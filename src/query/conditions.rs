use stringmatch::Needle;

use crate::error::WebDriverResult;
use crate::webelement::WebElement;

/// A check evaluated against an element on every poll.
pub type ElementPredicate = Box<dyn Fn(&WebElement) -> WebDriverResult<bool> + Send + Sync>;

/// Turn an error into `false` when errors are being ignored.
pub fn handle_errors(result: WebDriverResult<bool>, ignore_errors: bool) -> WebDriverResult<bool> {
    match result {
        Ok(x) => Ok(x),
        Err(e) => match ignore_errors {
            true => Ok(false),
            false => Err(e),
        },
    }
}

pub fn element_is_displayed(ignore_errors: bool) -> ElementPredicate {
    Box::new(move |elem| handle_errors(elem.is_displayed(), ignore_errors))
}

pub fn element_is_not_displayed(ignore_errors: bool) -> ElementPredicate {
    Box::new(move |elem| handle_errors(elem.is_displayed().map(|x| !x), ignore_errors))
}

pub fn element_is_enabled(ignore_errors: bool) -> ElementPredicate {
    Box::new(move |elem| handle_errors(elem.is_enabled(), ignore_errors))
}

pub fn element_has_text<N>(text: N, ignore_errors: bool) -> ElementPredicate
where
    N: Needle + Clone + Send + Sync + 'static,
{
    Box::new(move |elem| handle_errors(elem.text().map(|x| text.is_match(&x)), ignore_errors))
}

/// The attribute is present and matches. A missing attribute never matches.
pub fn element_has_attribute<S, N>(
    attribute_name: S,
    value: N,
    ignore_errors: bool,
) -> ElementPredicate
where
    S: Into<String>,
    N: Needle + Clone + Send + Sync + 'static,
{
    let attribute_name: String = attribute_name.into();
    Box::new(move |elem| {
        handle_errors(
            elem.get_attribute(&attribute_name)
                .map(|x| x.map(|v| value.is_match(&v)).unwrap_or(false)),
            ignore_errors,
        )
    })
}

/// One of the whitespace separated class tokens matches.
pub fn element_has_class<N>(class_name: N, ignore_errors: bool) -> ElementPredicate
where
    N: Needle + Clone + Send + Sync + 'static,
{
    Box::new(move |elem| {
        handle_errors(
            elem.class_name().map(|x| {
                x.map(|c| c.split_whitespace().any(|t| class_name.is_match(t))).unwrap_or(false)
            }),
            ignore_errors,
        )
    })
}
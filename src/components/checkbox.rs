//! Check boxes: `<input type="checkbox">` and the SAP UI5 check boxes.
//!
//! Dojo's `dijit.form.CheckBox` renders a real checkbox input, so it is
//! driven as plain HTML.

use std::fmt;
use std::sync::Arc;

use log::{debug, error, info, warn};
use serde_json::{json, Value};

use crate::component::{no_operable, Component, OperableCache};
use crate::components::{ensure_supported, unsupported_type};
use crate::domain::{Domain, ATTRIBUTE_TYPE, TAG_HTML_INPUT};
use crate::error::{ErrorCode, WebDriverError, WebDriverResult};
use crate::js::{self, sap};
use crate::webelement::WebElement;

pub const CLASS_NAME_CHECKBOX: &str = "sap.ui.commons.CheckBox";
pub const CLASS_NAME_M_CHECKBOX: &str = "sap.m.CheckBox";

const PROPERTY_CHECKED: &str = "checked";
const TYPE_CHECKBOX: &str = "checkbox";

pub trait Checkable: Send + Sync + fmt::Debug {
    fn is_checked(&self, component: &Component<'_>) -> WebDriverResult<bool>;

    /// Set the state through the page, for when a click did not take.
    fn set_checked_natively(&self, component: &Component<'_>, checked: bool) -> WebDriverResult<()>;

    /// Click the box if it is not in the wanted state, then fall back to
    /// setting it natively.
    fn set_checked(&self, component: &Component<'_>, checked: bool) -> WebDriverResult<()> {
        if self.is_checked(component)? == checked {
            return Ok(());
        }
        if let Err(e) = component.with_element(|e| e.click()) {
            warn!("Fail to click the check box. Met {}", e);
        }
        component.refresh(false);
        if self.is_checked(component)? != checked {
            debug!("clicking did not change the check box, setting it natively.");
            self.set_checked_natively(component, checked)?;
        }
        Ok(())
    }
}

fn property_failure(action: &str, e: WebDriverError) -> WebDriverError {
    error!("Met {}", e);
    WebDriverError::general(format!("Fail to {} value of property '{}'", action, PROPERTY_CHECKED))
}

/// `<input type="checkbox">`.
#[derive(Debug)]
pub struct HtmlCheckBox;

impl HtmlCheckBox {
    pub fn new(component: &Component<'_>) -> WebDriverResult<Self> {
        let element = component.element();
        let is_input = element.tag_name().map_or(false, |t| t.eq_ignore_ascii_case(TAG_HTML_INPUT));
        let is_checkbox = matches!(
            element.get_attribute(ATTRIBUTE_TYPE),
            Ok(Some(t)) if t.eq_ignore_ascii_case(TYPE_CHECKBOX)
        );
        if is_input && is_checkbox {
            Ok(HtmlCheckBox)
        } else {
            Err(unsupported_type(component))
        }
    }
}

impl Checkable for HtmlCheckBox {
    fn is_checked(&self, component: &Component<'_>) -> WebDriverResult<bool> {
        component.with_element(|e| e.is_selected())
    }

    fn set_checked_natively(&self, component: &Component<'_>, checked: bool) -> WebDriverResult<()> {
        component
            .with_element(|e| js::call_on(e, &js::HTML_SET_CHECKED, &[json!(checked)]))
            .map_err(|e| property_failure("set", e))?;
        component.refresh(false);
        Ok(())
    }
}

/// `sap.ui.commons.CheckBox` and `sap.m.CheckBox`.
#[derive(Debug)]
pub struct SapCheckBox;

impl SapCheckBox {
    pub fn new(component: &Component<'_>) -> WebDriverResult<Self> {
        ensure_supported(component, Domain::Sap, &[CLASS_NAME_CHECKBOX, CLASS_NAME_M_CHECKBOX])?;
        Ok(SapCheckBox)
    }
}

impl Checkable for SapCheckBox {
    /// The rendered input when there is one, otherwise the control itself.
    fn is_checked(&self, component: &Component<'_>) -> WebDriverResult<bool> {
        if let Ok(true) = component.element().is_selected() {
            return Ok(true);
        }
        let ret = component
            .with_element(|e| js::call_on(e, &sap::SAP_CHECKBOX_GET_CHECKED, &[]))
            .map_err(|e| property_failure("get", e))?;
        match ret.value() {
            Value::Bool(b) => Ok(*b),
            Value::String(s) => Ok(s.eq_ignore_ascii_case("true")),
            other => {
                warn!("Need to handle javascript result: {}", other);
                Err(WebDriverError::general(format!(
                    "Fail to get value of property '{}'",
                    PROPERTY_CHECKED
                )))
            }
        }
    }

    fn set_checked_natively(&self, component: &Component<'_>, checked: bool) -> WebDriverResult<()> {
        component
            .with_element(|e| js::call_on(e, &sap::SAP_CHECKBOX_SET_CHECKED, &[json!(checked)]))
            .map_err(|e| property_failure("set", e))?;
        component.refresh(true);
        Ok(())
    }
}

fn create_checkable(component: &Component<'_>) -> WebDriverResult<Arc<dyn Checkable>> {
    match Domain::detect(&component.element()) {
        Domain::Sap => match SapCheckBox::new(component) {
            Ok(c) => return Ok(Arc::new(c)),
            Err(e) => debug!("Cannot create a SAP CheckBox: {}", e),
        },
        Domain::Dojo => info!("Dojo check boxes are handled as HTML inputs."),
        Domain::Html => {}
    }
    match HtmlCheckBox::new(component) {
        Ok(c) => Ok(Arc::new(c)),
        Err(e) => {
            debug!("Cannot create an HTML CheckBox: {}", e);
            error!("Can not create a proper Checkable object.");
            Err(no_operable())
        }
    }
}

/// A check box that is checked, unchecked and read.
pub struct CheckBox<'a> {
    component: Component<'a>,
    operables: OperableCache<dyn Checkable>,
}

impl<'a> fmt::Debug for CheckBox<'a> {
    fn fmt(&self, f: &mut fmt::Formatter<'_>) -> fmt::Result {
        f.debug_struct("CheckBox").field("component", &self.component).finish()
    }
}

impl<'a> CheckBox<'a> {
    pub fn new(element: WebElement<'a>) -> WebDriverResult<Self> {
        Self::from_component(Component::new(element)?)
    }

    pub fn from_component(component: Component<'a>) -> WebDriverResult<Self> {
        let check_box = CheckBox {
            component,
            operables: OperableCache::new(),
        };
        check_box.checkable()?;
        Ok(check_box)
    }

    pub fn component(&self) -> &Component<'a> {
        &self.component
    }

    fn checkable(&self) -> WebDriverResult<Arc<dyn Checkable>> {
        self.component.refresh(false);
        let key = self.component.element_id();
        self.operables.get_or_create(&key, || create_checkable(&self.component))
    }

    pub fn is_checked(&self) -> WebDriverResult<bool> {
        self.checkable()?.is_checked(&self.component)
    }

    /// Check the box and verify that it is checked.
    pub fn check(&self) -> WebDriverResult<()> {
        self.set(true, "Fail to check checkbox.", "Check box has not been checked.")
    }

    /// Uncheck the box and verify that it is not checked.
    pub fn uncheck(&self) -> WebDriverResult<()> {
        self.set(false, "Fail to uncheck checkbox.", "Check box is still checked.")
    }

    fn set(&self, checked: bool, failure: &str, unverified: &str) -> WebDriverResult<()> {
        let checkable = self.checkable()?;
        checkable.set_checked(&self.component, checked).map_err(|e| {
            error!("Met {}", e);
            WebDriverError::general(failure)
        })?;
        if checkable.is_checked(&self.component)? != checked {
            debug!("{}", unverified);
            return Err(WebDriverError::widget(ErrorCode::VerificationFail, unverified));
        }
        Ok(())
    }
}

#[cfg(test)]
mod tests {
    use super::*;
    use crate::common::command::RequestMethod;
    use crate::common::types::ElementId;
    use crate::http::mock_sync::MockDriverSync;
    use std::sync::atomic::{AtomicBool, Ordering};

    /// A check box `c1` whose state lives in `state`. Clicks toggle it only
    /// when `clicks_work` is set; the native setter always works.
    fn checkbox_mock(class: &str, tag: &str, state: Arc<AtomicBool>, clicks_work: bool) -> MockDriverSync {
        let mock = MockDriverSync::new();
        mock.on_request(RequestMethod::Get, "/element/c1/displayed", json!(true));
        mock.on_request(RequestMethod::Get, "/element/c1/attribute/class", json!(class));
        mock.on_request(RequestMethod::Get, "/element/c1/name", json!(tag));
        mock.on_request(RequestMethod::Get, "/element/c1/attribute/type", json!("checkbox"));
        mock.on(move |r| {
            if r.method == RequestMethod::Get && r.url.ends_with("/element/c1/selected") {
                return Some(Ok(json!({ "value": state.load(Ordering::SeqCst) })));
            }
            if r.method == RequestMethod::Post && r.url.ends_with("/element/c1/click") {
                if clicks_work {
                    state.fetch_xor(true, Ordering::SeqCst);
                }
                return Some(Ok(json!({ "value": null })));
            }
            let body = r.body.as_ref()?;
            let script = body["script"].as_str()?;
            if script.contains("return html_setChecked(") || script.contains("return sap_ui_commons_CheckBox_setChecked(") {
                state.store(body["args"][1].as_bool()?, Ordering::SeqCst);
                return Some(Ok(json!({ "value": null })));
            }
            None
        });
        mock
    }

    #[test]
    fn test_html_check_by_click() {
        let state = Arc::new(AtomicBool::new(false));
        let mock = checkbox_mock("", "input", state.clone(), true);
        let session = mock.session();
        let check_box = CheckBox::new(WebElement::new(&session, ElementId::from("c1"))).unwrap();

        assert!(!check_box.is_checked().unwrap());
        check_box.check().unwrap();
        assert!(state.load(Ordering::SeqCst));
        check_box.check().unwrap();
        assert_eq!(mock.requests_to(RequestMethod::Post, "/element/c1/click").len(), 1);
        assert!(mock.scripts().iter().all(|s| !s.contains("return html_setChecked(")));
    }

    #[test]
    fn test_html_sets_natively_when_click_does_not_take() {
        let state = Arc::new(AtomicBool::new(true));
        let mock = checkbox_mock("", "input", state.clone(), false);
        let session = mock.session();
        let check_box = CheckBox::new(WebElement::new(&session, ElementId::from("c1"))).unwrap();

        check_box.uncheck().unwrap();
        assert!(!state.load(Ordering::SeqCst));
        assert_eq!(mock.requests_to(RequestMethod::Post, "/element/c1/click").len(), 1);
        let set = mock.scripts().iter().filter(|s| s.contains("return html_setChecked(")).count();
        assert_eq!(set, 1);
    }

    #[test]
    fn test_unverified_check() {
        let state = Arc::new(AtomicBool::new(false));
        let mock = checkbox_mock("", "input", state, false);
        mock.on_script("return html_setChecked(", json!(null));
        let session = mock.session();
        let check_box = CheckBox::new(WebElement::new(&session, ElementId::from("c1"))).unwrap();

        let err = check_box.check().unwrap_err();
        assert_eq!(err.code(), Some(ErrorCode::VerificationFail));
        assert_eq!(err.to_string(), "VERIFICATION_FAIL: Check box has not been checked.");
    }

    #[test]
    fn test_failed_native_set() {
        let state = Arc::new(AtomicBool::new(false));
        let mock = checkbox_mock("", "input", state, false);
        mock.on_script_error("return html_setChecked(");
        let session = mock.session();
        let check_box = CheckBox::new(WebElement::new(&session, ElementId::from("c1"))).unwrap();

        let err = check_box.check().unwrap_err();
        assert_eq!(err.to_string(), "GENERAL: Fail to check checkbox.");
    }

    #[test]
    fn test_not_a_check_box() {
        let mock = MockDriverSync::new();
        mock.on_request(RequestMethod::Get, "/element/c1/displayed", json!(true));
        mock.on_request(RequestMethod::Get, "/element/c1/name", json!("div"));
        let session = mock.session();
        let err = CheckBox::new(WebElement::new(&session, ElementId::from("c1"))).unwrap_err();
        assert_eq!(err.code(), Some(ErrorCode::ObjectIsNull));
    }

    #[test]
    fn test_sap_check_box_reads_control_state() {
        let state = Arc::new(AtomicBool::new(false));
        let mock = checkbox_mock("sapUiCb", "span", state.clone(), false);
        mock.on_script("sap_objectIsInstanceof", json!(true));
        let read = state.clone();
        mock.on(move |r| {
            let script = r.body.as_ref()?["script"].as_str()?;
            if !script.contains("return sap_ui_commons_CheckBox_getChecked(") {
                return None;
            }
            Some(Ok(json!({ "value": read.load(Ordering::SeqCst).to_string() })))
        });
        // The span itself never reports as selected.
        mock.on_request(RequestMethod::Get, "/element/c1/selected", json!(false));
        let session = mock.session();
        let check_box = CheckBox::new(WebElement::new(&session, ElementId::from("c1"))).unwrap();

        check_box.check().unwrap();
        assert!(state.load(Ordering::SeqCst));
        assert!(check_box.is_checked().unwrap());
        let set = mock.scripts().iter().filter(|s| s.contains("return sap_ui_commons_CheckBox_setChecked(")).count();
        assert_eq!(set, 1);
    }

    #[test]
    fn test_sap_state_unreadable() {
        let mock = MockDriverSync::new();
        mock.on_request(RequestMethod::Get, "/element/c1/displayed", json!(true));
        mock.on_request(RequestMethod::Get, "/element/c1/attribute/class", json!("sapMCb"));
        mock.on_script("sap_objectIsInstanceof", json!(true));
        let session = mock.session();
        let check_box = CheckBox::new(WebElement::new(&session, ElementId::from("c1"))).unwrap();

        let err = check_box.is_checked().unwrap_err();
        assert_eq!(err.to_string(), "GENERAL: Fail to get value of property 'checked'");
    }
}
══════════════════════════════
### Directions
Each line from the top of the material above through the line with "are being ignored." must be echoed exactly, and no other line.

### Task solution
filename src/query/conditions.rs
use stringmatch::Needle;

use crate::error::WebDriverResult;
use crate::webelement::WebElement;

/// A check evaluated against an element on every poll.
pub type ElementPredicate = Box<dyn Fn(&WebElement) -> WebDriverResult<bool> + Send + Sync>;

/// Turn an error into `false` when errors are being ignored.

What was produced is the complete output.